Records from a collection
+++

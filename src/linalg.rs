//! Linear algebra utilities for the unscented filter.
//!
//! Covariance matrices are symmetric positive semi-definite, which lets the
//! square root and solve routines lead with Cholesky decomposition and fall
//! back to an eigenvalue decomposition when the matrix is only semi-definite
//! (a legitimate state for a freshly initialised filter with exactly known
//! sub-states). All routines return `Option`/plain values instead of
//! panicking so the filter layer can map failures to its own error kinds.

use nalgebra::DMatrix;

/// Calculates a square root of a symmetric positive semi-definite matrix.
///
/// Attempts Cholesky decomposition first (yielding L such that
/// `matrix = L * L^T`). If Cholesky fails, the square root is computed via
/// eigenvalue decomposition (`S = V * sqrt(D) * V^T`) with eigenvalues
/// clamped to be non-negative. Returns `None` for non-square input or when
/// significantly negative eigenvalues show the matrix was indefinite.
pub fn matrix_square_root(matrix: &DMatrix<f64>) -> Option<DMatrix<f64>> {
    if !matrix.is_square() {
        return None;
    }
    if let Some(cholesky) = matrix.clone().cholesky() {
        return Some(cholesky.l());
    }
    let eigen = matrix.clone().symmetric_eigen();
    let tolerance = 1e-9 * (1.0 + matrix.amax());
    if eigen.eigenvalues.iter().any(|&value| value < -tolerance) {
        return None;
    }
    let sqrt_eigenvalues = DMatrix::from_diagonal(&eigen.eigenvalues.map(|value| value.max(0.0).sqrt()));
    Some(&eigen.eigenvectors * sqrt_eigenvalues * eigen.eigenvectors.transpose())
}

/// Returns the symmetric part `0.5 * (M + M^T)`.
pub fn symmetrize(matrix: &DMatrix<f64>) -> DMatrix<f64> {
    0.5 * (matrix + matrix.transpose())
}

/// Solves `A * X = B` for a symmetric positive (semi-)definite `A`.
///
/// Cholesky first; if the matrix is numerically on the boundary, a small
/// diagonal jitter proportional to the diagonal magnitude is added and the
/// decomposition retried with growing jitter. A final LU pass covers
/// ill-conditioned but still invertible systems.
pub fn robust_spd_solve(matrix: &DMatrix<f64>, rhs: &DMatrix<f64>) -> Option<DMatrix<f64>> {
    if let Some(cholesky) = matrix.clone().cholesky() {
        return Some(cholesky.solve(rhs));
    }
    let scale = matrix.diagonal().amax().max(f64::MIN_POSITIVE);
    let mut jitter = 1e-12 * scale;
    for _ in 0..3 {
        let jittered =
            matrix + DMatrix::from_diagonal_element(matrix.nrows(), matrix.ncols(), jitter);
        if let Some(cholesky) = jittered.cholesky() {
            return Some(cholesky.solve(rhs));
        }
        jitter *= 1e3;
    }
    matrix.clone().lu().solve(rhs)
}

/// Clamps negative eigenvalues of a symmetric matrix to zero.
///
/// Covariance recombination can push eigenvalues slightly below zero; the
/// matrix is reconstructed from its clamped eigendecomposition only when that
/// actually happened, otherwise the input is returned unchanged.
pub fn enforce_positive_semidefinite(matrix: &DMatrix<f64>) -> DMatrix<f64> {
    if matrix.clone().cholesky().is_some() {
        return matrix.clone();
    }
    let mut eigen = matrix.clone().symmetric_eigen();
    if eigen.eigenvalues.iter().all(|&value| value >= 0.0) {
        return matrix.clone();
    }
    for value in eigen.eigenvalues.iter_mut() {
        if *value < 0.0 {
            *value = 0.0;
        }
    }
    eigen.recompose()
}

/// Checks that a matrix is square, symmetric and positive semi-definite
/// within a relative tolerance.
pub fn is_positive_semidefinite(matrix: &DMatrix<f64>) -> bool {
    if !matrix.is_square() {
        return false;
    }
    if matrix.iter().any(|value| !value.is_finite()) {
        return false;
    }
    let tolerance = 1e-9 * (1.0 + matrix.amax());
    if (matrix - matrix.transpose()).amax() > tolerance {
        return false;
    }
    matrix
        .clone()
        .symmetric_eigen()
        .eigenvalues
        .iter()
        .all(|&value| value >= -tolerance)
}

#[cfg(test)]
mod tests {
    use super::*;
    use nalgebra::DVector;

    fn is_valid_square_root(sqrt: &DMatrix<f64>, original: &DMatrix<f64>, tolerance: f64) -> bool {
        let reconstructed = sqrt * sqrt.transpose();
        (reconstructed - original).amax() < tolerance
    }

    #[test]
    fn square_root_positive_definite() {
        let matrix = DMatrix::from_row_slice(3, 3, &[4.0, 2.0, 0.0, 2.0, 9.0, 3.0, 0.0, 3.0, 16.0]);
        let sqrt = matrix_square_root(&matrix).expect("positive definite matrix has a square root");
        assert!(is_valid_square_root(&sqrt, &matrix, 1e-9));
    }

    #[test]
    fn square_root_positive_semidefinite_falls_back_to_eigen() {
        let matrix = DMatrix::from_row_slice(3, 3, &[1.0, 0.0, 1.0, 0.0, 1.0, 0.0, 1.0, 0.0, 1.0]);
        let sqrt = matrix_square_root(&matrix).expect("semi-definite matrix has a square root");
        assert!(is_valid_square_root(&sqrt, &matrix, 1e-9));
    }

    #[test]
    fn square_root_of_zero_matrix() {
        let matrix = DMatrix::zeros(4, 4);
        let sqrt = matrix_square_root(&matrix).expect("zero matrix has a zero square root");
        assert!(sqrt.amax() < 1e-12);
    }

    #[test]
    fn square_root_rejects_indefinite_and_non_square() {
        let negative = DMatrix::from_diagonal(&DVector::from_vec(vec![-4.0, 9.0, 16.0]));
        assert!(matrix_square_root(&negative).is_none());
        let rectangular = DMatrix::zeros(2, 3);
        assert!(matrix_square_root(&rectangular).is_none());
    }

    #[test]
    fn spd_solve_matches_direct_inverse() {
        let matrix = DMatrix::from_row_slice(2, 2, &[4.0, 1.0, 1.0, 3.0]);
        let rhs = DMatrix::from_column_slice(2, 1, &[1.0, 2.0]);
        let solution = robust_spd_solve(&matrix, &rhs).expect("well conditioned solve");
        let residual = &matrix * &solution - &rhs;
        assert!(residual.amax() < 1e-12);
    }

    #[test]
    fn spd_solve_survives_singular_boundary() {
        // Rank deficient matrix with a right hand side in its range.
        let matrix = DMatrix::from_row_slice(2, 2, &[1.0, 1.0, 1.0, 1.0]);
        let rhs = DMatrix::from_column_slice(2, 1, &[2.0, 2.0]);
        let solution = robust_spd_solve(&matrix, &rhs);
        if let Some(solution) = solution {
            assert!(solution.iter().all(|value| value.is_finite()));
        }
    }

    #[test]
    fn symmetrize_and_clamp() {
        let matrix = DMatrix::from_row_slice(2, 2, &[1.0, 2.0, 0.0, 1.0]);
        let symmetric = symmetrize(&matrix);
        assert_eq!(symmetric[(0, 1)], symmetric[(1, 0)]);

        let indefinite = DMatrix::from_diagonal(&DVector::from_vec(vec![1.0, -0.5]));
        let clamped = enforce_positive_semidefinite(&indefinite);
        assert!(clamped[(1, 1)].abs() < 1e-12);
        assert!((clamped[(0, 0)] - 1.0).abs() < 1e-12);
    }

    #[test]
    fn positive_semidefinite_check() {
        let good = DMatrix::from_diagonal(&DVector::from_vec(vec![1.0, 0.0, 2.0]));
        assert!(is_positive_semidefinite(&good));
        let asymmetric = DMatrix::from_row_slice(2, 2, &[1.0, 0.5, 0.0, 1.0]);
        assert!(!is_positive_semidefinite(&asymmetric));
        let indefinite = DMatrix::from_diagonal(&DVector::from_vec(vec![1.0, -1.0]));
        assert!(!is_positive_semidefinite(&indefinite));
        let nan = DMatrix::from_diagonal(&DVector::from_vec(vec![f64::NAN, 1.0]));
        assert!(!is_positive_semidefinite(&nan));
    }
}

+++

» **ACTIVITY**:
What are the lines above, starting at the one with "V * sqrt(D)" and ending at the one with "Returns the symmetric"? Give them again exactly, and only them.

» **RESPONSE AREA**:
/// eigenvalue decomposition (`S = V * sqrt(D) * V^T`) with eigenvalues
/// clamped to be non-negative. Returns `None` for non-square input or when
/// significantly negative eigenvalues show the matrix was indefinite.
pub fn matrix_square_root(matrix: &DMatrix<f64>) -> Option<DMatrix<f64>> {
    if !matrix.is_square() {
        return None;
    }
    if let Some(cholesky) = matrix.clone().cholesky() {
        return Some(cholesky.l());
    }
    let eigen = matrix.clone().symmetric_eigen();
    let tolerance = 1e-9 * (1.0 + matrix.amax());
    if eigen.eigenvalues.iter().any(|&value| value < -tolerance) {
        return None;
    }
    let sqrt_eigenvalues = DMatrix::from_diagonal(&eigen.eigenvalues.map(|value| value.max(0.0).sqrt()));
    Some(&eigen.eigenvectors * sqrt_eigenvalues * eigen.eigenvectors.transpose())
}

/// Returns the symmetric part `0.5 * (M + M^T)`.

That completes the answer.